The copper(I)-catalyzed 1,2,3-triazole forming reaction between azides and terminal alkynes (also known as Copper Catalyzed Azide-Alkyne Cycloaddition (CuAAC)) and the ruthenium catalyzed 1,2,3-triazole forming reaction between azides and terminal or internal alkynes (also known as Ruthenium Catalyzed Azide-Alkyne Cycloaddition (RuAAC), both developed at The Scripps Research Institute (TSRI), are leading examples of the click chemistry approach. The use of CuAAC results in the formation of a 1,4-regioisomer whereas RuAAC results in the formation of the 1,5-regioisomer.
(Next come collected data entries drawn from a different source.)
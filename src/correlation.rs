// src/correlation.rs

use std::fmt;
use std::sync::Arc;

use serde::{Deserialize, Deserializer, Serialize, Serializer};
use uuid::Uuid;

/// Links a request envelope to the answer a worker publishes for it.
///
/// Travels inside the wire record (`answer_params.correlation_id` on the
/// request, `correlation_id` on the answer). Backend adapters never look at
/// it; only the answer demultiplexer does. Clones share one allocation, so
/// handing copies to waiters and the pending table is cheap.
///
/// Generated ids are hyphenated UUID v4 text. Ids received from elsewhere
/// are accepted as any string.
#[derive(Clone, PartialEq, Eq, Hash, PartialOrd, Ord)]
pub struct CorrelationId(Arc<str>);

impl CorrelationId {
    /// Fresh random id.
    pub fn generate() -> Self {
        Self::from(Uuid::new_v4())
    }

    pub fn as_str(&self) -> &str {
        &self.0
    }
}

impl From<Uuid> for CorrelationId {
    fn from(uuid: Uuid) -> Self {
        Self(uuid.hyphenated().to_string().into())
    }
}

impl From<String> for CorrelationId {
    fn from(value: String) -> Self {
        Self(value.into())
    }
}

impl From<&str> for CorrelationId {
    fn from(value: &str) -> Self {
        Self(value.into())
    }
}

impl AsRef<str> for CorrelationId {
    fn as_ref(&self) -> &str {
        &self.0
    }
}

impl fmt::Display for CorrelationId {
    fn fmt(&self, f: &mut fmt::Formatter<'_>) -> fmt::Result {
        f.write_str(&self.0)
    }
}

impl fmt::Debug for CorrelationId {
    fn fmt(&self, f: &mut fmt::Formatter<'_>) -> fmt::Result {
        write!(f, "CorrelationId({})", self.0)
    }
}

// On the wire a correlation id is a bare JSON string.
impl Serialize for CorrelationId {
    fn serialize<S: Serializer>(&self, serializer: S) -> Result<S::Ok, S::Error> {
        serializer.serialize_str(&self.0)
    }
}

impl<'de> Deserialize<'de> for CorrelationId {
    fn deserialize<D: Deserializer<'de>>(deserializer: D) -> Result<Self, D::Error> {
        String::deserialize(deserializer).map(Self::from)
    }
}
/// `(partition, high watermark)` for every partition of `topic`.
async fn high_watermarks(consumer: Arc<StreamConsumer>, topic: &str) -> Result<Vec<(i32, i64)>> {
    // ---
    let topic_name = topic.to_string();

    tokio::task::spawn_blocking(move || -> KafkaResult<Vec<(i32, i64)>> {
        let metadata = consumer.fetch_metadata(Some(&topic_name), METADATA_TIMEOUT)?;
        let mut watermarks = Vec::new();
        for partition in metadata.topics().iter().flat_map(|t| t.partitions()) {
            let (_, high) = consumer.fetch_watermarks(&topic_name, partition.id(), METADATA_TIMEOUT)?;
            watermarks.push((partition.id(), high));
        }
        Ok(watermarks)
    })
    .await
    .map_err(|e| Error::Backend(format!("kafka: metadata task failed: {e}")))?
    .map_err(|e| Error::Backend(format!("kafka: watermarks of {topic} unavailable: {e}")))
}

/// Explicit assignment starting each partition at its high watermark.
fn answer_assignment(topic: &str, watermarks: &[(i32, i64)]) -> Result<TopicPartitionList> {
    // ---
    if watermarks.is_empty() {
        return Err(Error::Backend(format!(
            "kafka: answer topic {topic} has no partitions"
        )));
    }

    let mut assignment = TopicPartitionList::with_capacity(watermarks.len());
    for &(partition, high) in watermarks {
        assignment
            .add_partition_offset(topic, partition, Offset::Offset(high))
            .map_err(|e| Error::Backend(format!("kafka: assignment of {topic} failed: {e}")))?;
    }
    Ok(assignment)
}

/// Creates a Kafka backend from the given configuration.
///
/// No connection is made here; it happens in `open_producer()`.
///
/// # Errors
///
/// Returns [`Error::Configuration`] if the configuration is invalid.
pub fn create_backend(config: &KafkaConfig) -> Result<BackendPtr> {
    // ---
    config.validate()?;
    Ok(Arc::new(KafkaBackend::new(config.clone())))
}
Click chemistry is a modular synthetic approach towards the assembly of new molecular entities by efficiently and reliably joining small units together. By applying this concept, it becomes possible to produce manmade compounds of vastly greater diversity than what is currently known or available. The copper-catalyzed cycloaddition of azides and alkynes (CuAAC) developed for click chemistry by Professors Valery V. Fokin and Nobel Laureate K. Barry Sharpless at TSRI has become emblematic of the click chemistry philosophy.
The traditional Huisgen cycloaddition reaction joins an organic azide and alkyne together by heating, often to more than 100 °C for a least several hours that produces a mixture of 1,4- and 1,5-triazoles (Scheme 1). Copper catalysts discovered by Fokin and Sharpless accelerate the reaction to minutes and at much lower temperatures. The result of this copper catalyzed reaction is mostly, if not completely, a 1,4-triazole product (Scheme 2). The copper catalyzed reaction proceeds well in both aqueous and organic solvents under very simple experimental conditions. This characteristic along with the unnecessary requirement of high temperatures radically improves the utility of this reaction. In addition, the improved reaction is so thermodynamically favorable as to be irreversible.
The use of copper led the investigators to successfully use other metals as catalyst, like Ruthenium, in the Huisgen cycloaddition. In contrast to copper catalysts, ruthenium-catalyzed reactions proceed both with internal and terminal alkynes, and produces a 1,5-regioisomers.
Publications citing click chemistry has seen explosive growth in recent years with a number of applications being described. Of the click chemistry reactions, the CuAAC reaction currently has the greatest potential for commercial application across a number of different industries. For simplicity, these applications can be categorized into two major categories: (i) life sciences and (ii) materials science.
In the Life Sciences category, bioconjugation is one of the most commonly cited uses of click chemistry and is a term generally used to describe a technique in which a synthetic label (e.g. fluorophores, ligands, chelates, or radioisotopes) is covalently linked to a biomolecule (e.g. proteins and nucleic acids). However, bioconjugation can also include the fusing of biomolecules with other biomolecules. The research/life sciences market and diagnostic markets are most interested in this application of click chemistry. In the life sciences market, click chemistry allows researchers to label and detect biomolecules in a live cell or a complex cell lysate with greater selectivity and specificity. In the diagnostic market, it allows a physician or a radiologist to label biomarkers to detect the progression of a disease in a patient or the effectiveness of a treatment to treat a disease. Other published literature have described using click chemistry to design and make new compounds or help modify existing compounds to change their biochemistry.
Material science is the creation of new materials with specific desired properties. For example, coatings for glass, metals, plastics and other surfaces that could be impact and corrosion resistant, responsiveness to light, or controlled permeability to liquids and gas. Specific applications include the making of antibacterial, anti-immunogenic coatings for medical implants or metal coatings for semiconductors.